However, there is also a slightly more advanced form of soft proofing will show you base paper tone, colour shifts, precise contrast changes, out of gamut colours, black ink density/tonality and the effect of different rendering intents. To an untrained and inexperienced eye advanced soft proofing can be quite a shock, as the sudden drop in contrast in particular can cause a bit of confusion. This is a technically more accurate process, but a less perceptually accurate one. Useful for checking shadow and highlight details levels though.
Alternatively if you have a good quality hardware-calibratable monitor such as an Eizo CG/CS you can load a custom printer profile in to define the gamut target of your particular paper and printer combination at the hardware level for the most accurate results. This is a form of advanced soft proofing in hardware.
That’s really all you need to know. Follow the techniques and specifications above and you will be in the best situation possible to accurately compare prints to your monitor.
If you want to get a bit more in depth technically continue reading, but also feel free to stop reading here, as the below isn’t essential unless you want a deeper level understanding.
Read on if you want to understand more about emission spectra and black body radiators, human vision and metamerism, and how monitor backlighting technologies compare.
The ‘ideal’ emission spectra of the ‘perfect’ light source would be that of a black body radiator (at a defined temperature).
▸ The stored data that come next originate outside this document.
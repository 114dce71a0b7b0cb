// Logging setup for the binary; the library only emits tracing events

use tracing_subscriber::EnvFilter;

/// Install a fmt subscriber filtered by `RUST_LOG`, defaulting to `info`
///
/// Calling it twice keeps the first subscriber.
pub fn init_logging() {
    let filter = EnvFilter::try_from_default_env().unwrap_or_else(|_| EnvFilter::new("info"));
    let _ = tracing_subscriber::fmt()
        .with_env_filter(filter)
        .with_target(false)
        .try_init();
}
While the true definition is quite complex, for our purposes, black body radiators have a continuous/even spectrum of emission/power distribution - that is, they give off light at all wavelengths, without major deficiencies or peaks (other than the primary one related to their temperature).
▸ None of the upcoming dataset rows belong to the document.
// Optimization run: records -> network -> LP -> solve -> flow plan
//
// Each run owns its graph and program; nothing is shared between runs, so a
// failed run can be retried with the same inputs.

use super::builder::NetworkBuilder;
use super::compiler::FlowModelCompiler;
use super::extractor::ResultExtractor;
use super::mappers::{self, NetworkInput};
use crate::domain::{
    assignment::FlowPlan,
    config::OptimizerConfig,
    errors::FlowResult,
    models::{LinearProgram, Solution, SolverStatistics},
    network::SupplyChainNetwork,
    records::NetworkSource,
    routing::TravelTimeEstimator,
    solver_service::{SolverError, SolverService},
};
use crate::solver::SolverFactory;
use std::sync::Arc;
use tracing::{info, warn};

pub struct FlowOptimizer {
    config: OptimizerConfig,
    solver: Arc<dyn SolverService>,
    estimator: Arc<dyn TravelTimeEstimator>,
}

impl FlowOptimizer {
    pub fn new(
        config: OptimizerConfig,
        solver: Arc<dyn SolverService>,
        estimator: Arc<dyn TravelTimeEstimator>,
    ) -> Self {
        Self {
            config,
            solver,
            estimator,
        }
    }

    /// Optimizer using the backend named in `config`
    pub fn from_config(
        config: OptimizerConfig,
        estimator: Arc<dyn TravelTimeEstimator>,
    ) -> FlowResult<Self> {
        config.validate()?;
        let solver = SolverFactory::create_from_backend(config.backend)?;
        Ok(Self::new(config, solver, estimator))
    }

    pub fn config(&self) -> &OptimizerConfig {
        &self.config
    }

    /// Full run over the tables of `source`
    pub async fn optimize<S: NetworkSource + ?Sized>(&self, source: &S) -> FlowResult<FlowPlan> {
        self.config.validate()?;
        let input = mappers::network_input(source)?;
        let network = self.build_network(input).await;
        self.optimize_network(&network).await
    }

    pub async fn build_network(&self, input: NetworkInput) -> SupplyChainNetwork {
        NetworkBuilder::new(Arc::clone(&self.estimator))
            .with_max_concurrent(self.config.max_concurrent_lookups)
            .with_weight_policy(self.config.weight_policy)
            .build(input)
            .await
    }

    /// Compile, solve and extract for an already built network
    pub async fn optimize_network(&self, network: &SupplyChainNetwork) -> FlowResult<FlowPlan> {
        let model = FlowModelCompiler::new(self.config.weighting).compile(network)?;
        let solution = self.solve(model.program.clone()).await?;

        match ResultExtractor::new(self.config.tolerance, self.config.display_precision).extract(
            network,
            &model,
            &solution,
            self.solver.name(),
        ) {
            Ok(plan) => {
                info!(
                    status = %plan.status,
                    objective = plan.objective_value,
                    active_edges = plan.assignment.len(),
                    total_flow = plan.assignment.total_flow(),
                    solve_time_ms = plan.statistics.solve_time_ms,
                    "optimization finished"
                );
                Ok(plan)
            }
            Err(err) => {
                warn!(status = ?err.status(), error = %err, "optimization produced no flow");
                Err(err)
            }
        }
    }

    /// Runs the blocking solve off the async workers, bounded by the time limit
    async fn solve(&self, program: LinearProgram) -> FlowResult<Solution> {
        // Every row was constant and already satisfied at compile time
        if program.num_variables() == 0 {
            info!("no edges to route, skipping the solver");
            let statistics = SolverStatistics::for_problem(&program, 0.0);
            return Ok(Solution::optimal(&program, Vec::new()).with_statistics(statistics));
        }

        let solver = Arc::clone(&self.solver);
        info!(solver = solver.name(), variables = program.num_variables(), "solving");
        let task = tokio::task::spawn_blocking(move || solver.solve(&program));

        let joined = match self.config.time_limit() {
            Some(limit) => tokio::time::timeout(limit, task)
                .await
                .map_err(|_| SolverError::Timeout(limit.as_secs_f64()))?,
            None => task.await,
        };

        let solution = joined
            .map_err(|e| SolverError::ExecutionFailed(format!("solver task failed: {}", e)))??;
        Ok(solution)
    }
}

#[cfg(test)]
mod tests {
    use super::*;
    use crate::domain::errors::FlowError;
    use crate::infrastructure::routing::HaversineEstimator;
    use crate::domain::records::{CoordinateRecord, NodeRecord, SupplyDemandRecord};
    use crate::domain::value_objects::{SolutionStatus, SolverBackend, Tier};
    use crate::infrastructure::snapshot::NetworkSnapshot;
    use std::time::Duration;

    struct SlowSolver;

    impl SolverService for SlowSolver {
        fn solve(&self, _problem: &LinearProgram) -> Result<Solution, SolverError> {
            std::thread::sleep(Duration::from_millis(300));
            Ok(Solution::infeasible())
        }

        fn name(&self) -> &str {
            "slow"
        }
    }

    struct FailingSolver;

    impl SolverService for FailingSolver {
        fn solve(&self, _problem: &LinearProgram) -> Result<Solution, SolverError> {
            Err(SolverError::ExecutionFailed("crashed".into()))
        }

        fn name(&self) -> &str {
            "failing"
        }
    }

    fn optimizer(config: OptimizerConfig, solver: Arc<dyn SolverService>) -> FlowOptimizer {
        FlowOptimizer::new(config, solver, Arc::new(HaversineEstimator::default()))
    }

    #[tokio::test]
    async fn time_limit_turns_into_solver_timeout() {
        let config = OptimizerConfig::default().with_time_limit(Duration::from_millis(20));
        let err = optimizer(config, Arc::new(SlowSolver))
            .optimize(&NetworkSnapshot::sample())
            .await
            .unwrap_err();
        assert!(matches!(err, FlowError::Solver(SolverError::Timeout(_))));
        assert_eq!(err.status(), Some(SolutionStatus::Error));
    }

    #[tokio::test]
    async fn solver_status_reaches_the_caller() {
        let err = optimizer(OptimizerConfig::default(), Arc::new(SlowSolver))
            .optimize(&NetworkSnapshot::sample())
            .await
            .unwrap_err();
        assert_eq!(err.status(), Some(SolutionStatus::Infeasible));
    }

    #[tokio::test]
    async fn adapter_failure_is_fatal() {
        let err = optimizer(OptimizerConfig::default(), Arc::new(FailingSolver))
            .optimize(&NetworkSnapshot::sample())
            .await
            .unwrap_err();
        assert!(err.to_string().contains("crashed"));
    }

    #[tokio::test]
    async fn invalid_config_stops_before_any_work() {
        let config = OptimizerConfig::default().with_tolerance(-1.0);
        let err = optimizer(config, Arc::new(FailingSolver))
            .optimize(&NetworkSnapshot::sample())
            .await
            .unwrap_err();
        assert!(matches!(err, FlowError::Config(_)));
    }

    #[tokio::test]
    async fn network_without_edges_needs_no_solver() {
        let snapshot = NetworkSnapshot {
            nodes: vec![
                NodeRecord::new("F", Tier::Factory),
                NodeRecord::new("S", Tier::Store),
            ],
            coordinates: vec![
                CoordinateRecord::new("F", 38.7, -9.1),
                CoordinateRecord::new("S", 38.8, -9.2),
            ],
            edges: Vec::new(),
            supply_demand: vec![
                SupplyDemandRecord::supply("F", 10.0),
                SupplyDemandRecord::demand("S", 0.0),
            ],
            config: None,
        };

        let plan = optimizer(OptimizerConfig::default(), Arc::new(FailingSolver))
            .optimize(&snapshot)
            .await
            .unwrap();
        assert_eq!(plan.status, SolutionStatus::Optimal);
        assert_eq!(plan.objective_value, 0.0);
        assert!(plan.assignment.is_empty());
        assert_eq!(plan.assignment.total_flow(), 0.0);
    }

    #[test]
    fn from_config_keeps_the_settings() {
        let config = OptimizerConfig::default()
            .with_backend(SolverBackend::MicroLp)
            .with_display_precision(3);
        let optimizer =
            FlowOptimizer::from_config(config.clone(), Arc::new(HaversineEstimator::default()))
                .unwrap();
        assert_eq!(optimizer.config(), &config);
    }
}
One of the most familiar/common light sources that closely approximates a black body radiator is the humble incandescent filament lamp. Because they emit light by (electrically) heating a metallic element until it glows they emit quite an even distribution of spectral power, one without many deficiencies or peaks. However, as their emission of light is tied to their heating, practically varying the temperature of the bulb is very difficult for most practical purposes as you run into physical limitations of the materials. They are also extremely inefficient - converting less than 5% (sometimes as low as 2%) of their input power into light, the rest being mainly lost as heat! They also have quite short lifespans, and take time to ‘warm up’. Not ideal characteristics for a monitor backlight!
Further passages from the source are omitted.